>>>
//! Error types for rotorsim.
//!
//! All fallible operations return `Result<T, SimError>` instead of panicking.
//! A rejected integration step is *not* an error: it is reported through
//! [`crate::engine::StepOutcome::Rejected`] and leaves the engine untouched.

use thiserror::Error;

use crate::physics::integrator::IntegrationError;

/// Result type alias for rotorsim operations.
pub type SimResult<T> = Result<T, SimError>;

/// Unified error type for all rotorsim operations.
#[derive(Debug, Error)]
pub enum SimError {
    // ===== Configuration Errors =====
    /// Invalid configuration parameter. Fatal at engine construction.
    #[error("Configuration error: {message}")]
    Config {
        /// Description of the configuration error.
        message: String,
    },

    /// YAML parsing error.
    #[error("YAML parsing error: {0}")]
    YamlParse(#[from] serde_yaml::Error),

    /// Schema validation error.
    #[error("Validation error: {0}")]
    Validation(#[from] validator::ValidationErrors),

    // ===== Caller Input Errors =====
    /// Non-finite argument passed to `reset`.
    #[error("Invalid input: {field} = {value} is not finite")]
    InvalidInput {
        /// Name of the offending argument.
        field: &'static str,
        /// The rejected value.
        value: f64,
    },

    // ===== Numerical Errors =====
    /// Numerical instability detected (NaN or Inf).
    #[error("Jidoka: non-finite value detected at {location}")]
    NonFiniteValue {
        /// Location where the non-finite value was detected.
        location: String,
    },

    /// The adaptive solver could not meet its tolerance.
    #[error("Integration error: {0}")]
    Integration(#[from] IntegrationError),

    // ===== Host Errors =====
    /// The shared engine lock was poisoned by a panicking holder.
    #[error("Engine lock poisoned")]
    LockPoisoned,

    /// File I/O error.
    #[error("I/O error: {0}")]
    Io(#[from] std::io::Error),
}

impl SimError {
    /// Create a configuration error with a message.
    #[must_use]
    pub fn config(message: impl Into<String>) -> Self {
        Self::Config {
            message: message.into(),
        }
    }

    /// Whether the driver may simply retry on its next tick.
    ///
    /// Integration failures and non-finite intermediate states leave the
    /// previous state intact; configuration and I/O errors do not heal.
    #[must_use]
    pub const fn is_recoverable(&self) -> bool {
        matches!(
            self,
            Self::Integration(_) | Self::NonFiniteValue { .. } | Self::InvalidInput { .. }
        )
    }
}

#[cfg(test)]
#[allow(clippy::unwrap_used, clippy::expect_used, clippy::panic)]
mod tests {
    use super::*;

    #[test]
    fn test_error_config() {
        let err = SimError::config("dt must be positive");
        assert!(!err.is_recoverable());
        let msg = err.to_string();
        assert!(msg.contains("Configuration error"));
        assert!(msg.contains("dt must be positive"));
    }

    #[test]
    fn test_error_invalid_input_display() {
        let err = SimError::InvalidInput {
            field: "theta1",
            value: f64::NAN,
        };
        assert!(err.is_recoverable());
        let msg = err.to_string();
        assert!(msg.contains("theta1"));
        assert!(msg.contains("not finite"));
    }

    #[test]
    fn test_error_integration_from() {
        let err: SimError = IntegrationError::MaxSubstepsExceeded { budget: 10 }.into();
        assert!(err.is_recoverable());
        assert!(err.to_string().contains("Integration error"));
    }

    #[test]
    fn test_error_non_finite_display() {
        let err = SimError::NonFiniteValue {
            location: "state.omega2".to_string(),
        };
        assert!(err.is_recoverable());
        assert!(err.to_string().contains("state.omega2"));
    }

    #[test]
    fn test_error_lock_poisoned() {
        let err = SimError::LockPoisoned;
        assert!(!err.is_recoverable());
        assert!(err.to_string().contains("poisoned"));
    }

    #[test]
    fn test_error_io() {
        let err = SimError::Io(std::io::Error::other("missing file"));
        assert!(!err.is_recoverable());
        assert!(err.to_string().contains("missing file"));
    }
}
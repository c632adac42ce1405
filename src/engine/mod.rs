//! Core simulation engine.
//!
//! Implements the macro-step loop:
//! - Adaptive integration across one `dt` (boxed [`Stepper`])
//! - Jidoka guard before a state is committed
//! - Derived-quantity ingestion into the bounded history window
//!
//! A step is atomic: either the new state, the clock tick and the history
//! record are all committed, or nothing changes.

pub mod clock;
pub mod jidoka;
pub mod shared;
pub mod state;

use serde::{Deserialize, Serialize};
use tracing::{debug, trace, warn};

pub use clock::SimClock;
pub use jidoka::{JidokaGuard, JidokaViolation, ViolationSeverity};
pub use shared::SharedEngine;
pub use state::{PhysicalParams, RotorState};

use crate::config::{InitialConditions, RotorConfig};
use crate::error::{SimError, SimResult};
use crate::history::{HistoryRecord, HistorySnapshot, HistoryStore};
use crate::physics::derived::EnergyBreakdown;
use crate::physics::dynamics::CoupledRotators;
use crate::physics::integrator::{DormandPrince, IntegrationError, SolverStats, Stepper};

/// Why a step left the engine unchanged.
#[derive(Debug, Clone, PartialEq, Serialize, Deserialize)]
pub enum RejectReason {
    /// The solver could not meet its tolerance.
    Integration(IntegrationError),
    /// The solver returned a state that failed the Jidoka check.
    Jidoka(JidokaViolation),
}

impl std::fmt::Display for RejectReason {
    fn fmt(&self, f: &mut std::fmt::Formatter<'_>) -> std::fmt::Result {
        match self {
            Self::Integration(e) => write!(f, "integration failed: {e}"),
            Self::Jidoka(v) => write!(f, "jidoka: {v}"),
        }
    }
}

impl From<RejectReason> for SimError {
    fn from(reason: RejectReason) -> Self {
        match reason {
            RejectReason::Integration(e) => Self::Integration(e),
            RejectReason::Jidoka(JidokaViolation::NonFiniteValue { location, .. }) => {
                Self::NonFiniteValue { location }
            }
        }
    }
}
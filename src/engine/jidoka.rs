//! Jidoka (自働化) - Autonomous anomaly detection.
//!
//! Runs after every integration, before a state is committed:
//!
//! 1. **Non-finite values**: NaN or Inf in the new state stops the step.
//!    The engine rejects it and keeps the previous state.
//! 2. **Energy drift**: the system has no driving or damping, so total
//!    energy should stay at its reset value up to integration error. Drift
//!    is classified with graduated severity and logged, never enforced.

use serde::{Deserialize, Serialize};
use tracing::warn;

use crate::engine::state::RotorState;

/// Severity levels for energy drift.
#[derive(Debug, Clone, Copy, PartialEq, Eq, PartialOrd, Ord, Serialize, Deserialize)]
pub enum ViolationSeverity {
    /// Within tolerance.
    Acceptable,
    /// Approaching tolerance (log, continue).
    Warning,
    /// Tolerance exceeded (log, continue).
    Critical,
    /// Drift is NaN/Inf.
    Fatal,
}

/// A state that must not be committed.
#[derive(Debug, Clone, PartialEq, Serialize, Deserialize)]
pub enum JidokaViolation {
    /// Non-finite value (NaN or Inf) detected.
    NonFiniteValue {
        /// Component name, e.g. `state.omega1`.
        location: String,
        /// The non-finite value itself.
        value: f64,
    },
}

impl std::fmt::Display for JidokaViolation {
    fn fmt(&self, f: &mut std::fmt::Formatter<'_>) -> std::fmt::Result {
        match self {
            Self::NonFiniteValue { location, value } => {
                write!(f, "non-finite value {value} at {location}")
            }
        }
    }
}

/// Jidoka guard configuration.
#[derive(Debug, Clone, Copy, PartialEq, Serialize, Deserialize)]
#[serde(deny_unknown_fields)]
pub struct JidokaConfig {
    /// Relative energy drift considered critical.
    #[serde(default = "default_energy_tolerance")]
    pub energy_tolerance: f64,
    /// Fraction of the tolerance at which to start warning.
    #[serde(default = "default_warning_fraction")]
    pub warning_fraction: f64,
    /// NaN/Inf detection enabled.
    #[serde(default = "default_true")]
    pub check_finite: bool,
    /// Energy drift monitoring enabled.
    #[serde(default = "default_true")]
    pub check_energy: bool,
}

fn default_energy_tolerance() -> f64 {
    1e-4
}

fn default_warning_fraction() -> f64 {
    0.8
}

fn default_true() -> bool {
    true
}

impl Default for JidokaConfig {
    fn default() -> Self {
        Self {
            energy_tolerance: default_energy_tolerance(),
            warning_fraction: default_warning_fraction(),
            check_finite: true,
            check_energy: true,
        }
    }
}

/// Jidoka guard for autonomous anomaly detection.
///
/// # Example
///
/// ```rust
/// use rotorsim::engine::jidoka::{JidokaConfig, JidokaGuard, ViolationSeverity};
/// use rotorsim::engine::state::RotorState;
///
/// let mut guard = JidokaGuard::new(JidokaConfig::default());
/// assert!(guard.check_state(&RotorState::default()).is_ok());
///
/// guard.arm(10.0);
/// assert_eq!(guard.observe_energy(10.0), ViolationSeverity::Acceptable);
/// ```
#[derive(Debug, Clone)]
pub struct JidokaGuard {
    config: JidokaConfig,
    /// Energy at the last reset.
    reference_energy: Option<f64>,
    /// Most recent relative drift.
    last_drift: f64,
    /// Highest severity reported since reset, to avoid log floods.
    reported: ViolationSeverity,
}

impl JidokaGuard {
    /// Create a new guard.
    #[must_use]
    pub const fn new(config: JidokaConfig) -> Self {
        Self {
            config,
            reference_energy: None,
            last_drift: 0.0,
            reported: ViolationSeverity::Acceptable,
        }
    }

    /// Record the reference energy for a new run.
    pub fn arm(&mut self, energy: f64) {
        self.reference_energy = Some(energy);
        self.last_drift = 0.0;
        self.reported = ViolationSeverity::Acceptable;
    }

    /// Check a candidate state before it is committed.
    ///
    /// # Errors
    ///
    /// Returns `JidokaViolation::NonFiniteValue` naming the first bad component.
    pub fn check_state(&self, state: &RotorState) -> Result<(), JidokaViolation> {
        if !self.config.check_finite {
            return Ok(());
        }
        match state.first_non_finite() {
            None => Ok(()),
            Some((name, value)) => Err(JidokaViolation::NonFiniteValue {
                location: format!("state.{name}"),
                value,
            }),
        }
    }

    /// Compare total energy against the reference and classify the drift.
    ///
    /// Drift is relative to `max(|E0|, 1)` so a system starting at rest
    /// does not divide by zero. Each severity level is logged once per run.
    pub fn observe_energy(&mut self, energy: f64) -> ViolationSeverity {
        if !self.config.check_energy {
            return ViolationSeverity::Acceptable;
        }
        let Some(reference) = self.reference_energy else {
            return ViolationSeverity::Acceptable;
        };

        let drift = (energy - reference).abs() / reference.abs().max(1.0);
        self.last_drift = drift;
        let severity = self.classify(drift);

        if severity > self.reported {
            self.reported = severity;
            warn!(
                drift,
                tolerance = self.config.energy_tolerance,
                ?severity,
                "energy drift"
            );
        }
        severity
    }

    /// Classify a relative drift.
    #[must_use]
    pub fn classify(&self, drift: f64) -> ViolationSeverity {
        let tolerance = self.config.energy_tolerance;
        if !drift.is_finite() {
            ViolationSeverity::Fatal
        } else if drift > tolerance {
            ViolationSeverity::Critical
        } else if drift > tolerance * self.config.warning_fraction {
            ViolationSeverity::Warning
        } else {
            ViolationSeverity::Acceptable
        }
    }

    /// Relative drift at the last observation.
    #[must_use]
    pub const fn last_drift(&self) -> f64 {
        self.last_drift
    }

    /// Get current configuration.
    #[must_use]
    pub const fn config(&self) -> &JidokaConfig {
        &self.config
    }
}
<<<
*Task directions:*
Report the number of lines above containing the string "message" as your sole answer.

*Exercise output:*
5